The discussion was specifically focused on the inability for small businesses like myself and Joe Moore to ignore fraudulent IP C&D letters from litigious organizations such as MTA due to the increasing presence of online fulfillment houses like Apple, Zazzle, CafePress, etc, which largely fulfill any properly-formatted C&D without qualitative analysis or discussion with the artist, photographer, or developer.

Indeed, Apple to date has never responded to either my own or my lawyer’s written requests to discuss the cease and desist, and has never returned any calls to any of the press organizations which have contacted them for comment to the best of my knowledge.

I noted how MTA has deliberately and repeatedly exploited this loophole with other entities in order to enforce ownership of intellectual property it does not own – citing Joe Moore’s case as the the most egregious and disturbing.

This emerging problem shifts the burden of proof to the recipient, such as myself, and requires them to incur significant legal fees to even analyze the claim by professional IP counsel regardless of claim legitimacy.
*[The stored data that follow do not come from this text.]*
//! Integration stories against a real API server
//!
//! - `endpoint_lifecycle`: deploy, redeploy, rollback and delete through the
//!   endpoint service, checking what lands in the cluster
//! - `reconciler`: delete-then-create against real garbage collection

mod endpoint_lifecycle;
mod helpers;
mod reconciler;
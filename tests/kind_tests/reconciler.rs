//! Stories about deleting and recreating resources against real garbage collection

use std::sync::Arc;
use std::time::Duration;

use serde_json::json;

use llmops_common::config::ReconcileTimeouts;
use llmops_serving::reconciler::Reconciler;
use llmops_serving::{ClusterApi, KubeClusterClient, ResourceKind};

use super::helpers::{ensure_namespace, test_config, TEST_NAMESPACE};

fn service_body(name: &str, finalizers: &[&str]) -> serde_json::Value {
    json!({
        "apiVersion": "v1",
        "kind": "Service",
        "metadata": {
            "name": name,
            "labels": {"app": name},
            "finalizers": finalizers,
        },
        "spec": {
            "selector": {"app": name},
            "ports": [{"port": 80, "targetPort": 8000}],
        },
    })
}

async fn reconciler(timeouts: ReconcileTimeouts) -> (Arc<KubeClusterClient>, Reconciler) {
    ensure_namespace().await;
    let cluster = Arc::new(KubeClusterClient::connect(&test_config()).await.unwrap());
    let reconciler = Reconciler::new(cluster.clone(), timeouts);
    (cluster, reconciler)
}

// =============================================================================
// Stories
// =============================================================================

/// A finalizer nobody will ever remove must not wedge a redeploy
#[tokio::test]
#[ignore]
async fn story_stuck_finalizer_is_cleared_after_grace() {
    let timeouts = ReconcileTimeouts {
        deletion_wait_secs: 30,
        poll_interval_secs: 1,
        finalizer_grace_secs: 3,
        ..ReconcileTimeouts::default()
    };
    let (cluster, reconciler) = reconciler(timeouts).await;
    let name = "kind-stuck-svc";

    cluster
        .create(
            ResourceKind::Service,
            TEST_NAMESPACE,
            service_body(name, &["llmops.dev/test-hold"]),
        )
        .await
        .unwrap();

    reconciler
        .ensure_deleted(
            ResourceKind::Service,
            name,
            TEST_NAMESPACE,
            Duration::from_secs(30),
            Duration::from_secs(1),
        )
        .await
        .unwrap();

    assert!(cluster
        .get(ResourceKind::Service, name, TEST_NAMESPACE)
        .await
        .unwrap()
        .is_none());
}

/// Creating over an existing object replaces it instead of failing
#[tokio::test]
#[ignore]
async fn story_conflict_is_resolved_by_replacing() {
    let (cluster, reconciler) = reconciler(ReconcileTimeouts::default()).await;
    let name = "kind-conflict-svc";

    cluster
        .create(ResourceKind::Service, TEST_NAMESPACE, service_body(name, &[]))
        .await
        .unwrap();
    let first_uid = cluster
        .get(ResourceKind::Service, name, TEST_NAMESPACE)
        .await
        .unwrap()
        .and_then(|o| o.metadata.uid)
        .unwrap();

    let created = reconciler
        .handle_conflict(ResourceKind::Service, name, TEST_NAMESPACE, || {
            cluster.create(ResourceKind::Service, TEST_NAMESPACE, service_body(name, &[]))
        })
        .await
        .unwrap();

    assert_ne!(created.metadata.uid, Some(first_uid));
    let report = reconciler.cleanup_satellites(name, TEST_NAMESPACE).await;
    assert_eq!(report.errors, 0);
}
The law is designed so that the recipient’s first protection from such litigation is to ignore it if it is without merit, forcing the claimant to file suit and prove the legitimacy of the claim.

The cost to StationStops in legal fees and lost sales in response to MTA’s C&D is approaching $3000, and this does not include a tremendous amount of Pro Bono work on the part of nearly a dozen lawyers, law professors, and law students who have expressed interest and offered assistance in my case.

It also does not include the hours I have personally put into grassroots action that I would have spent developing better mobile solutions for MTA passengers.

I am hoping Himes office will continue to consider research and legislation to include safeguards to protect small businesses such as those in place in the UK, where fraudulent IP C&D’s may be contested in court and ruled on as to their legitimacy before action is taken and damages are incurred (this is my understanding as an IP lawyer has explained to me).

I referred Hime’s office to Brooklyn Law Professor Jason Mazzone, who is at the forefront of research on this topic, for further study.

Jim Himes lives in my neighborhood, and I welcome him to stop by at any time to discuss the subject in detail.